By moving the image signal by the width of , it is possible to extract image signals for each line next to the top of the shoe and obtain one image signal. Although not shown, the photoelectric conversion efficiency can be increased by coating the photodiode array with an antireflection film. As mentioned above, the present invention applies the manufacturing technology of solar cells using amorphous silicon to the manufacturing of solid-state imaging devices. To make it possible to inexpensively manufacture a long solid-state imaging device that can be taken out.

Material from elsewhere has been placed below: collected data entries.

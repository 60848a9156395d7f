//! Open-loop motion generators
//!
//! Integrate a shaft angle from a timing model alone. The motor drives the
//! phases at its voltage limit towards the electrical angle of the tracked
//! shaft angle, so no sensor feedback is involved.

use super::timing::{self, SampleTimer};
use super::transforms::{normalize_angle, sign};
use libm::fabsf;

/// Shaft state produced by an open-loop generator
#[derive(Debug, Clone, Copy, Default, PartialEq)]
#[cfg_attr(feature = "defmt", derive(defmt::Format))]
pub struct OpenLoopState {
    /// Tracked shaft angle [rad]
    pub shaft_angle: f32,
    /// Reported shaft velocity [rad/s]
    pub shaft_velocity: f32,
}

/// Constant velocity generator
#[derive(Debug, Clone, Default)]
pub struct VelocityOpenLoop {
    timer: SampleTimer,
}

impl VelocityOpenLoop {
    pub const fn new() -> Self {
        Self {
            timer: SampleTimer::new(),
        }
    }

    /// Advance `shaft_angle` by `target_velocity · Ts`
    pub fn step(&mut self, shaft_angle: f32, target_velocity: f32, now_us: u64) -> OpenLoopState {
        let ts = self.timer.sample(now_us);
        self.step_with_ts(shaft_angle, target_velocity, ts)
    }

    pub fn step_with_ts(
        &mut self,
        shaft_angle: f32,
        target_velocity: f32,
        ts: f32,
    ) -> OpenLoopState {
        let ts = timing::sanitize(ts);
        OpenLoopState {
            shaft_angle: normalize_angle(shaft_angle + target_velocity * ts),
            shaft_velocity: target_velocity,
        }
    }

    pub fn reset(&mut self) {
        self.timer.reset();
    }
}

/// Position follower with a velocity cap
#[derive(Debug, Clone, Default)]
pub struct AngleOpenLoop {
    timer: SampleTimer,
}

impl AngleOpenLoop {
    pub const fn new() -> Self {
        Self {
            timer: SampleTimer::new(),
        }
    }

    /// Move `shaft_angle` towards `target_angle` by at most
    /// `velocity_limit · Ts`
    pub fn step(
        &mut self,
        shaft_angle: f32,
        target_angle: f32,
        velocity_limit: f32,
        now_us: u64,
    ) -> OpenLoopState {
        let ts = self.timer.sample(now_us);
        self.step_with_ts(shaft_angle, target_angle, velocity_limit, ts)
    }

    pub fn step_with_ts(
        &mut self,
        shaft_angle: f32,
        target_angle: f32,
        velocity_limit: f32,
        ts: f32,
    ) -> OpenLoopState {
        let ts = timing::sanitize(ts);
        let error = target_angle - shaft_angle;
        let max_step = fabsf(velocity_limit) * ts;

        if fabsf(error) > max_step {
            OpenLoopState {
                shaft_angle: shaft_angle + sign(error) * max_step,
                shaft_velocity: velocity_limit,
            }
        } else {
            // within one step: land exactly on the target
            OpenLoopState {
                shaft_angle: target_angle,
                shaft_velocity: 0.0,
            }
        }
    }

    pub fn reset(&mut self) {
        self.timer.reset();
    }
}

Therefore, it can be applied not only to high-speed facsimiles instead of conventional photodiode arrays, but also to copying machines and image recognition devices. In the above description, a single row of diode arrays has been described, but a plurality of rows may be arranged in parallel to provide image information over a large area to the diode array at the same time.

[Brief explanation of drawings]

FIG. 1 is a front view of an embodiment of the present invention, and FIG. 2 is a plan view of the same. 1...Substrate, 2...Amorphous silicon layer, 3...Schottky barrier metal, 4...
Transparent conductive film electrode, 5... Connection conductor, 6...
··Connecting terminal. Fig. 1 Fig. 2

Claims (1)

[Claims] 1. A photoelectrically active region made of amorphous silicon uniformly formed on a conductive substrate, small-area transparent conductive films arranged in rows on the amorphous silicon layer, and each transparent conductive film. and connecting conductors surrounding each of the
A solid-state imaging device characterized in that a photocurrent flowing between each of the electrodes and the substrate is sequentially extracted via the connecting conductor by irradiation of light from an image.